Disminuyó el número de afectados por la pirotecnia
Pese al aumento notable en el consumo de artículos pirotécnicos, el número de lesionados registró una considerable disminución.
Las autoridades del Hospital de Niños Eva Perón hicieron saber que sólo dos chicos fueron asistidos por lesiones producidas por el uso de pirotecnia en tanto que seiscientos niños debieron ser atendidos por problemas gastrointestinales durante el fin de semana.
Es indudable que se hace necesario extremar los cuidados sobre los niños a la hora de los petardos y vigilar lo que comen y beben durante estas fiestas que se prestan a cometer excesos.
Las fiestas navideñas presentaron ciertas características a saber: gran afluencia de personas en el área central efectuando compras y generando un movimiento comercial pocas veces visto.
Tradicionalmente, la Nochebuena es una reunión de la familia en torno a una mesa que podrá ser muy humilde o muy lujosa pero siempre es motivo de una espera muy especial: el nacimiento del Niño Dios.
Una vieja canción nos habla de “noche de paz, noche de amor”. Supuestamente una noche tranquila, llena de recuerdos y en un relativo silencio. Nada que ver con la petardeada que se desató a la medianoche del 24 de diciembre pasado y que duró casi un cuarto de hora.
¿A qué obedeció ese “festejo” propio de Año Nuevo? ¿Se hizo por ignorancia, por ganas de hacer ruido o por que sobra la plata y podemos “quemarla” estúpidamente?

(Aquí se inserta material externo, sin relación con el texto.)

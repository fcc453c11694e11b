//! # Messaging Transports
//!
//! A process group is only as useful as the wires between its members. This module holds
//! the seam between the rest of the crate and whatever carries messages between ranks.
//!
//! ## 🧩 What a Transport Must Provide
//!
//! Topology discovery needs surprisingly little from the runtime:
//! *   **Shape**: the group size and the caller's rank.
//! *   **Identity**: the name of the host the caller runs on.
//! *   **All-Gather**: every rank contributes one value, every rank receives all of them in rank order.
//! *   **Barrier**: nobody leaves until everybody has arrived.
//!
//! ## 📦 Module Contents
//!
//! *   [`Transport`](backend::Transport): the interface, plus the [`probe`](backend::probe)
//!     that decides at startup whether a runtime exists at all.
//! *   [`LocalBackend`](local_backend::LocalBackend): ranks as threads in one process, wired in a
//!     ring of channels. Handy for tests and for simulating multi-node layouts.
//!     *   **MPI** (feature `mpi`): the real thing, launched with `mpiexec`.
//!
//! ## ⚠️ Collectives Block
//!
//! Every rank must call `all_gather` and `barrier` the same number of times, in the same
//! order. A rank that skips one leaves the others waiting forever; nothing here can detect it.

pub mod backend;
pub mod local_backend;
#[cfg(feature = "mpi")]
pub mod mpi_backend;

Se trata de esas cosas que hace la gente y no tienen una explicación más o menos razonable. Ojala que algún día, en lugar de quemar plata en Nochebuena hagamos una donación a la Cooperadora del Hospital de Niños o a la Casa Cuna.
Otro aspecto que quedó en evidencia fue la imposibilidad de Inspección General de la Municipalidad de la ciudad capital en lo tocante a ejercer un control efectivo sobre los vendedores de pirotecnia.

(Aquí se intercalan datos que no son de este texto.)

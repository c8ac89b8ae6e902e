//! Splitting of the source into `[Name] { ... }` sections.

use super::{LexError, Result};

/// One section with its body lines, each paired with its 1-based line number.
#[derive(Debug, Clone, PartialEq, Eq)]
pub(crate) struct Section<'a> {
    pub(crate) name: &'a str,
    pub(crate) line: usize,
    pub(crate) lines: Vec<(usize, &'a str)>,
}

enum State<'a> {
    Outside,
    ExpectingBrace { name: &'a str, line: usize },
    Inside(Section<'a>),
}

pub(crate) fn split(source: &str) -> Result<Vec<Section<'_>>> {
    let source = source.strip_prefix('\u{feff}').unwrap_or(source);
    let mut sections = vec![];
    let mut state = State::Outside;

    for (index, text) in source.lines().enumerate() {
        let line = index + 1;
        let text = text.trim();
        if text.is_empty() {
            continue;
        }
        state = match state {
            State::Outside => {
                let name = text
                    .strip_prefix('[')
                    .and_then(|rest| rest.strip_suffix(']'))
                    .ok_or(LexError::ExpectedSectionHeader { line })?;
                State::ExpectingBrace {
                    name: name.trim(),
                    line,
                }
            }
            State::ExpectingBrace { name, line: header } => {
                if text != "{" {
                    return Err(LexError::ExpectedOpenBrace { line });
                }
                State::Inside(Section {
                    name,
                    line: header,
                    lines: vec![],
                })
            }
            State::Inside(section) if text == "}" => {
                sections.push(section);
                State::Outside
            }
            State::Inside(mut section) => {
                section.lines.push((line, text));
                State::Inside(section)
            }
        };
    }

    match state {
        State::Outside => Ok(sections),
        State::ExpectingBrace { name, line } => Err(LexError::UnclosedSection {
            line,
            name: name.to_owned(),
        }),
        State::Inside(Section { name, line, .. }) => Err(LexError::UnclosedSection {
            line,
            name: name.to_owned(),
        }),
    }
}

#[cfg(test)]
mod tests {
    use super::*;

    #[test]
    fn splits_sections() {
        let sections = split("[A]\n{\n  0 = E x\n\n}\r\n[B]\r\n{\r\n}\r\n").unwrap();
        assert_eq!(
            sections,
            vec![
                Section {
                    name: "A",
                    line: 1,
                    lines: vec![(3, "0 = E x")],
                },
                Section {
                    name: "B",
                    line: 6,
                    lines: vec![],
                },
            ]
        );
    }

    #[test]
    fn structure_errors() {
        assert_eq!(
            split("0 = B 1\n"),
            Err(LexError::ExpectedSectionHeader { line: 1 })
        );
        assert_eq!(
            split("[A]\n0 = B 1\n"),
            Err(LexError::ExpectedOpenBrace { line: 2 })
        );
        assert_eq!(
            split("[A]\n{\n0 = B 1\n"),
            Err(LexError::UnclosedSection {
                line: 1,
                name: "A".to_owned()
            })
        );
    }
}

Según lo anunciado por la comuna, los interesados en vender pirotecnia debían anotarse y llenar varios requisitos.
Información extraoficial indicaría que se anotaron más de mil quinientos interesados que obtuvieron la autorización para vender pirotecnia aprobada por la Dirección Nacional de Fabricaciones Militares. Esa sola cifra está dando la pauta de una imposibilidad material de ejercer un control efectivo. ¿Cuántos inspectores harían falta para cumplir esa tarea?
Finalmente cabe destacar el elevado número de almacenes de barrio, despensas y hasta domicilios particulares dedicados a la venta de pirotecnia de origen desconocido y –obviamente-, sin la autorización correspondiente otorgada por la comuna.
Y surgen los interrogantes ¿Cómo y por dónde entró esa mercadería a Catamarca? Se trata –a veces-, de pirotecnia extranjera pero también se comercializan elementos “truchos”. En su mayoría esta mercadería se obtiene en los grandes centros comerciales como “La Salada” y “La Saladita” y otros similares que hay en Córdoba y Tucumán.
Cabe esperar y desear que para Año Nuevo no se registren accidentes motivados por la pirotecnia. Todo dependerá de la actitud y conducta de los mayores y del cuidado que brinden a los chicos. Se trata de eso que conocemos como “Responsabilidad Ciudadana”. Algo que, a veces, anda escaseando en nuestra sociedad.